Hurlburt was also president of the Pennsylvania Bible Institute, which provided most of the mission's workers in its very early years.

First Missionaries
On August 17, 1895, AIM's first mission party set off. The group consisted of Scott, his sister Margaret, Frederick W. Krieger, Willis Hotchkiss, Minnie Lindberg, Miss Reckling and Lester Severn. Walter M. Wilson joined the party in Scotland. They arrived off the east African coast in October and Peter Scott started making arrangements in the Kenyan seaport of Mombasa. In little over a year, the mission had four stations--at Nzaui, Sakai, Kilungu, and Kangundo, all in Kenya. More workers came from America, including Scott's parents, and the small group expanded to fifteen.

Scott's Death
In December 1896, Peter Scott died, partly because of the extremely hard pace at which he had been driving himself. The mission almost dissolved in the next year when most of the workers either died or resigned. The Council began to take more responsibility for the work and appointed Hurlburt director of the mission. After a survey trip to Africa, he returned to that continent to work and he eventually brought his entire family over. For the next two decades, he provided strong, if not undisputed, leadership for the headquarters, established in 1903 at Kijabe, Kenya.

Expansion of Ministry
From Kenya, the mission expanded its work to neighboring areas. In 1909, a station was set up in what was then German East Africa and later became Tanganyika, and still later, Tanzania. In 1912,From Kenya, the mission expanded its work to neighboring areas. In 1909, a station was set up in what was then German East Africa and later became Tanganyika, and still later, Tanzania. In 1912,Theodore Roosevelt intervened for his friend Hurlburt to persuade the Belgian government to permit the mission to establish a station in the Congo, now called the Democratic Republic of Congo. Work was begun in Uganda in 1918; in French Equatorial Africa (Central African Republic) in 1924; Sudan, briefly, in 1949; and the Islands of the Indian Ocean in 1975. Besides evangelization, workers of the mission ran clinics, hospitals, leprosariums, schools, publishing operations, and radio programs. Rift Valley Academy was built at Kijabe for missionary children. Scott Theological College in Kenya helped train African Church leaders. The churches founded by the mission in each of its fields were eventually formed into branches of the Africa Inland Church which, however, continued to work closely with the mission.
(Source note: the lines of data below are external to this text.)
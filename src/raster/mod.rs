pub(crate) mod buffer;
pub(crate) mod interop;
pub(crate) mod sample;
pub(crate) mod view;
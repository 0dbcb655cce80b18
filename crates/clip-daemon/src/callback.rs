//! Notification callback router.
//!
//! The notifier's click transport (notify-send action, `/notification` HTTP
//! endpoint) delivers channel identities here.  A known identity gets a
//! synthesized click on its menu entry, so it goes through the same
//! dispatcher as a direct click.  An unknown identity is a lookup miss: the
//! item may simply have expired.

use clip_proto::protocol::ChannelId;
use tokio::sync::mpsc;
use tokio_util::sync::CancellationToken;
use tracing::{debug, trace, warn};

use crate::registry::Registry;

pub type CallbackSender = mpsc::Sender<ChannelId>;
pub type CallbackReceiver = mpsc::Receiver<ChannelId>;

pub fn callback_channel() -> (CallbackSender, CallbackReceiver) {
    mpsc::channel(8)
}

pub struct CallbackRouter {
    registry: Registry,
}

impl CallbackRouter {
    pub fn new(registry: Registry) -> Self {
        Self { registry }
    }

    pub async fn run(self, mut inbound: CallbackReceiver, cancel: CancellationToken) {
        loop {
            tokio::select! {
                _ = cancel.cancelled() => {
                    debug!("received cancel: notification callback router");
                    return;
                }
                id = inbound.recv() => match id {
                    Some(id) => {
                        self.route(&id).await;
                    }
                    None => {
                        debug!("notification callback channel closed");
                        return;
                    }
                }
            }
        }
    }

    /// Returns true if a click was delivered.
    pub async fn route(&self, id: &ChannelId) -> bool {
        trace!("received notification callback [{}]", id);
        match self.registry.get(id).await {
            Some(item) => item.click(),
            None => {
                warn!("received notification callback for non-existent stream [{}]", id);
                false
            }
        }
    }
}

#[cfg(test)]
mod tests {
    use super::*;
    use std::sync::Arc;
    use std::time::Duration;

    use clip_proto::protocol::LiveStream;

    use crate::capability::Menu;
    use crate::item::StreamItem;
    use crate::menu::HeadlessMenu;
    use crate::notifier::DisabledNotifier;

    #[tokio::test]
    async fn test_router_delivers_known_ids_and_exits_when_closed() {
        let registry = Registry::new();
        let menu = HeadlessMenu::new();
        let mut entry = menu.add_item("alice", "");
        let stream = LiveStream::new("alice", "Alice", "Chess", "");
        let item = Arc::new(StreamItem::new(&stream, entry.item, Arc::new(DisabledNotifier)));
        assert!(registry.insert(item).await);

        let (tx, rx) = callback_channel();
        let router = tokio::spawn(CallbackRouter::new(registry).run(rx, CancellationToken::new()));

        tx.send(ChannelId::new("ghost")).await.unwrap();
        tx.send(ChannelId::new("ALICE")).await.unwrap();
        tokio::time::timeout(Duration::from_secs(2), entry.clicks.recv())
            .await
            .unwrap()
            .unwrap();

        drop(tx);
        tokio::time::timeout(Duration::from_secs(2), router)
            .await
            .unwrap()
            .unwrap();
    }
}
The Emergence of AIM Australia
In 1908 the first Australian member of the Africa Inland Mission arrived in Kenya. Albert Barnett from Wellington, NSW, and his wife Elma added another link in the chain of mission stations to Lake Chad by establishing the work around Eldama Ravine in central Kenya. In 1916 the Australian Council of AIM was organized and a short time later a sending office in Sydney was established. Another Australian couple, Stuart & Elsie Bryson, went to Kenya in 1919 and eventually settled among the Nandi in 1927. Through their efforts the Bible was translated into Nandi; this was the first complete Bible published in one volume in a language of Kenya.
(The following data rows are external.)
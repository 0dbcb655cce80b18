use std::net::SocketAddr;

use axum::{
    extract::{Path, Query, State},
    http::StatusCode,
    response::{IntoResponse, Json},
    routing::{get, post},
    Router,
};
use clip_proto::protocol::{ApiError, ChannelId, StreamList};
use serde::Deserialize;
use tokio::net::TcpListener;
use tokio_util::sync::CancellationToken;
use tracing::{error, info, warn};

use crate::callback::CallbackSender;
use crate::registry::Registry;

#[derive(Clone)]
struct HttpState {
    registry: Registry,
    callbacks: CallbackSender,
}

#[derive(Deserialize)]
struct NotificationQuery {
    id: Option<String>,
}

pub fn router(registry: Registry, callbacks: CallbackSender) -> Router {
    Router::new()
        .route("/notification", get(notification_clicked))
        .route("/api/streams", get(list_streams))
        .route("/api/streams/:id/click", post(click_stream))
        .with_state(HttpState {
            registry,
            callbacks,
        })
}

/// Bind, then serve until `cancel` fires.  Returns the bound address, which
/// differs from the requested one when `port` is 0.
pub async fn start_server(
    bind_address: &str,
    port: u16,
    registry: Registry,
    callbacks: CallbackSender,
    cancel: CancellationToken,
) -> std::io::Result<(SocketAddr, tokio::task::JoinHandle<()>)> {
    let addr = format!("{}:{}", bind_address, port);
    let listener = TcpListener::bind(&addr).await?;
    let local = listener.local_addr()?;
    info!("HTTP API server listening on http://{}", local);

    let app = router(registry, callbacks);
    let handle = tokio::spawn(async move {
        let shutdown = async move { cancel.cancelled().await };
        if let Err(e) = axum::serve(listener, app)
            .with_graceful_shutdown(shutdown)
            .await
        {
            error!("HTTP server error: {}", e);
        }
        info!("HTTP API server stopped");
    });
    Ok((local, handle))
}

fn bad_request(message: &str) -> (StatusCode, Json<ApiError>) {
    (
        StatusCode::BAD_REQUEST,
        Json(ApiError {
            error: message.to_string(),
        }),
    )
}

async fn notification_clicked(
    State(state): State<HttpState>,
    Query(query): Query<NotificationQuery>,
) -> impl IntoResponse {
    let Some(id) = query.id.map(ChannelId::new).filter(|id| !id.is_empty()) else {
        warn!("notification callback without id");
        return bad_request("missing id").into_response();
    };

    info!("HTTP API: notification clicked [{}]", id);
    if state.callbacks.send(id).await.is_err() {
        error!("notification callback channel closed");
        return StatusCode::SERVICE_UNAVAILABLE.into_response();
    }
    StatusCode::OK.into_response()
}

async fn list_streams(State(state): State<HttpState>) -> Json<StreamList> {
    let mut entries = Vec::new();
    for item in state.registry.items().await {
        entries.push(item.entry().await);
    }
    entries.sort_by(|a, b| a.id.cmp(&b.id));
    Json(StreamList { entries })
}

async fn click_stream(State(state): State<HttpState>, Path(id): Path<String>) -> impl IntoResponse {
    let id = ChannelId::new(id);
    info!("HTTP API: click [{}]", id);
    let Some(item) = state.registry.get(&id).await else {
        return (
            StatusCode::NOT_FOUND,
            Json(ApiError {
                error: format!("unknown stream {}", id),
            }),
        )
            .into_response();
    };
    if !item.is_visible().await {
        return (
            StatusCode::CONFLICT,
            Json(ApiError {
                error: format!("{} is offline", id),
            }),
        )
            .into_response();
    }
    if item.click() {
        StatusCode::ACCEPTED.into_response()
    } else {
        StatusCode::TOO_MANY_REQUESTS.into_response()
    }
}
Over the years missionaries from Australia and New Zealand have played an important role in AIM in taking the gospel to Africa. However, it was a New Zealand couple, Ben and Winsome Webster, who completed Peter Scott’s vision of a work stretching from Kenya to Lake Chad when they became the first AIM missionaries to work in the Republic of Chad in 1987.

Today AIM is the largest interdenominational mission which focuses exclusively on working with Africans and people of the close-by Indian Ocean islands. We have more than 1,000 missionaries working in 22 African countries as well as the nearby islands of the Indian Ocean. AIM’s outreach also extends to Africans living in the U.S., Canada and Europe.